## WHAT THE TASK REQUIRES:
Lift out, unaltered, the lines of the material below between the line holding "filename cosmos-signer/src/crypto/mod.rs" and the line holding "pub fn sha256(data: &[u8])", counting both.
*** DATA SECTION ***
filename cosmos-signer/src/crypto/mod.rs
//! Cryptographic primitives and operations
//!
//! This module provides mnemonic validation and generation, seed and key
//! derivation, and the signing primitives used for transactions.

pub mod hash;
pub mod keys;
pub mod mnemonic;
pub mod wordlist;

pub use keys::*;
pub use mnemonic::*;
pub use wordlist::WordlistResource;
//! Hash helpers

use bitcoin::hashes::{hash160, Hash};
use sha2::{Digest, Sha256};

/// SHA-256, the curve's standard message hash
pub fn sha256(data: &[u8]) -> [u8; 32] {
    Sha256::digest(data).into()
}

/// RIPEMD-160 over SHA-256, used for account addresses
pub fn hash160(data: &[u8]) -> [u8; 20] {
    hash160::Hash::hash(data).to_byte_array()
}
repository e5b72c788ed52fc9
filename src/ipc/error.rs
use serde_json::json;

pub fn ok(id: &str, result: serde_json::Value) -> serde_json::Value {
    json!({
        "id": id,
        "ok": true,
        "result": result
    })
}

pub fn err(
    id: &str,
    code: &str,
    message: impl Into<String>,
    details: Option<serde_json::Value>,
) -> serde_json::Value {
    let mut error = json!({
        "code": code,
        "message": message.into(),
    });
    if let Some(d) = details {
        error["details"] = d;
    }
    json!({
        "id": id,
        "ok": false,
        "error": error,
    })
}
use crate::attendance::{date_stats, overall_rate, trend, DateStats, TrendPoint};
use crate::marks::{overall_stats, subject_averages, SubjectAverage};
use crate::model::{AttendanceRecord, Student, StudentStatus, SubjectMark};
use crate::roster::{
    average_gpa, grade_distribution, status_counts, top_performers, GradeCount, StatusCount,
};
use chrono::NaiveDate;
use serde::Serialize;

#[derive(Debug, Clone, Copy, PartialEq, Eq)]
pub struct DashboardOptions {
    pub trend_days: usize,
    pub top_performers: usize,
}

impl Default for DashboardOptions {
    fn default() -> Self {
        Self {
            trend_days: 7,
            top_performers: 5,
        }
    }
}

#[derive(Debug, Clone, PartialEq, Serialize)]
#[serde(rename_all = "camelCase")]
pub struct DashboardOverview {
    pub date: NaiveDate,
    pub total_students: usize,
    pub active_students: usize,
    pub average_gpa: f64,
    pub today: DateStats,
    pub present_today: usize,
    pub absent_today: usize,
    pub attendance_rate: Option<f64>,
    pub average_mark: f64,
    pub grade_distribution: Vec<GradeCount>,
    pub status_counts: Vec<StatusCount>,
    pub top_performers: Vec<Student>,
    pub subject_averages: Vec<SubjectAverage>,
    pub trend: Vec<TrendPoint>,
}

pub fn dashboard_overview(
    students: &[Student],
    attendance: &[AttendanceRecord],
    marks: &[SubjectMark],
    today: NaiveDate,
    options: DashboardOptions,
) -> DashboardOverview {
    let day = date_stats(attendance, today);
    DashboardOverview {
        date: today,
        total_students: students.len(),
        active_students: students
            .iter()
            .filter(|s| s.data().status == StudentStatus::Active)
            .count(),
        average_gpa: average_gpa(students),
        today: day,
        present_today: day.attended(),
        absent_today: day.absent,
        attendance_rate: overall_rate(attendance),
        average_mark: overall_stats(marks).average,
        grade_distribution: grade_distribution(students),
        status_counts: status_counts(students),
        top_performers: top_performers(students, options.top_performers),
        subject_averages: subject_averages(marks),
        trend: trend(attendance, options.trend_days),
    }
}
***
*** DATA SECTION ***
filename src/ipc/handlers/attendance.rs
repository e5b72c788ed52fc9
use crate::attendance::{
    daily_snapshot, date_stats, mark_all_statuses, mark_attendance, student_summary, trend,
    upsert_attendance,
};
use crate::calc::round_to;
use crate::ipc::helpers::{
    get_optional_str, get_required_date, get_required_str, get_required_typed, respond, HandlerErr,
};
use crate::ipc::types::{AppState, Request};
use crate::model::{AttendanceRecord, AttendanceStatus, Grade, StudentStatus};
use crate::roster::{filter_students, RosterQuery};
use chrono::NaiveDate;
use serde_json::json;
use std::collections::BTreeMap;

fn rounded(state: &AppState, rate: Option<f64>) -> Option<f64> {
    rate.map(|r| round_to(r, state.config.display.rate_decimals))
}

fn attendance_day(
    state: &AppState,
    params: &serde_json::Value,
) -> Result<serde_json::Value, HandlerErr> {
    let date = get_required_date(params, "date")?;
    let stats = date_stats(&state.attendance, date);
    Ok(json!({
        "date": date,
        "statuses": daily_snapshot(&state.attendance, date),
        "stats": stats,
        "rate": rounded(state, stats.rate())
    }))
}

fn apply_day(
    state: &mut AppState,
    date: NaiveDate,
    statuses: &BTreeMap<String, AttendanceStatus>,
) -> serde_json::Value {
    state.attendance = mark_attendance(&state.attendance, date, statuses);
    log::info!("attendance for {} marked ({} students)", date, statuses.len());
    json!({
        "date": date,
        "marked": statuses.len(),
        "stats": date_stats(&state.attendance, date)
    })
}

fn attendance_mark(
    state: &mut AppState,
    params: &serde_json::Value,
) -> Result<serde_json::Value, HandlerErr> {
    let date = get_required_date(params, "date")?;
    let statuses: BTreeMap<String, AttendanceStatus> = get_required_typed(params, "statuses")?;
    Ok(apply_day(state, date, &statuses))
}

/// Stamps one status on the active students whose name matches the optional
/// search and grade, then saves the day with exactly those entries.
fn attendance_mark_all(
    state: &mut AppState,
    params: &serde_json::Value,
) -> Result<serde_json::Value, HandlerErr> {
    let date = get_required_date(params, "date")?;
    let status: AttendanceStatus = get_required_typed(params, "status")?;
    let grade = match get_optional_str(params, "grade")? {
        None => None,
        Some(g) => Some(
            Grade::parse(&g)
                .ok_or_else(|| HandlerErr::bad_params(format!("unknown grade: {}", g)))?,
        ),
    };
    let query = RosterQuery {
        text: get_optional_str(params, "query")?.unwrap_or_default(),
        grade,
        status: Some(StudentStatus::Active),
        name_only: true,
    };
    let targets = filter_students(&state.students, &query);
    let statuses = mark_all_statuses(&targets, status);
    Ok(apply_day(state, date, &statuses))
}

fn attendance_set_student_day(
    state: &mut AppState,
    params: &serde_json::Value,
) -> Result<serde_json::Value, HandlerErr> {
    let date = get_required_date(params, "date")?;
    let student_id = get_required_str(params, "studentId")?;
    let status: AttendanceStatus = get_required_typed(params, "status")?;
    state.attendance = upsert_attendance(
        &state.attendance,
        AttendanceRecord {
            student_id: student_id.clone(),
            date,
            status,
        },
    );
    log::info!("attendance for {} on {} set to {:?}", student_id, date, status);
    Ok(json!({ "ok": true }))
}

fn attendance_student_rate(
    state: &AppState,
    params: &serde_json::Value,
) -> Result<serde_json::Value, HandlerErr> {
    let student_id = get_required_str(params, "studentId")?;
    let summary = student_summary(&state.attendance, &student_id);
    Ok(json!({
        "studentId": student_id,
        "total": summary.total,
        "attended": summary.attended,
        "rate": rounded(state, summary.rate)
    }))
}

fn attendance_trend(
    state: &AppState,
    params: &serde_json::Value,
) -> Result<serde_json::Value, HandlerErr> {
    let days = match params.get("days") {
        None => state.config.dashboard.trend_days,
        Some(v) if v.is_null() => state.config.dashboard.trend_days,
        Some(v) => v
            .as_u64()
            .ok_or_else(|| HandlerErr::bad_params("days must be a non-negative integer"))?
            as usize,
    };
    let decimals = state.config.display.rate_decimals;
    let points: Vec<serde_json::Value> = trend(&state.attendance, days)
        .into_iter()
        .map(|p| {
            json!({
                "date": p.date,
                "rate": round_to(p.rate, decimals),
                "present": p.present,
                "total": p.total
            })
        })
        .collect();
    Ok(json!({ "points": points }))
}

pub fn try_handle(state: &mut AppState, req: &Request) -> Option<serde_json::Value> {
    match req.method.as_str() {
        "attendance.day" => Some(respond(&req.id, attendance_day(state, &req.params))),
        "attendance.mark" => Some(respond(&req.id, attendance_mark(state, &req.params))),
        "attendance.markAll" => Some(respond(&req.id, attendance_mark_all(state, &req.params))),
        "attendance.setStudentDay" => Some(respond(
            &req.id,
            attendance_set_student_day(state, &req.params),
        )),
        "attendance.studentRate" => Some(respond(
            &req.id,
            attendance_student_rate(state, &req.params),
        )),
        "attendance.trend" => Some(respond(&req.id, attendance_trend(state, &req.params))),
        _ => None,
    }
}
***
## THE ANSWER:
filename cosmos-signer/src/crypto/mod.rs
//! Cryptographic primitives and operations
//!
//! This module provides mnemonic validation and generation, seed and key
//! derivation, and the signing primitives used for transactions.

pub mod hash;
pub mod keys;
pub mod mnemonic;
pub mod wordlist;

pub use keys::*;
pub use mnemonic::*;
pub use wordlist::WordlistResource;
//! Hash helpers

use bitcoin::hashes::{hash160, Hash};
use sha2::{Digest, Sha256};

/// SHA-256, the curve's standard message hash
pub fn sha256(data: &[u8]) -> [u8; 32] {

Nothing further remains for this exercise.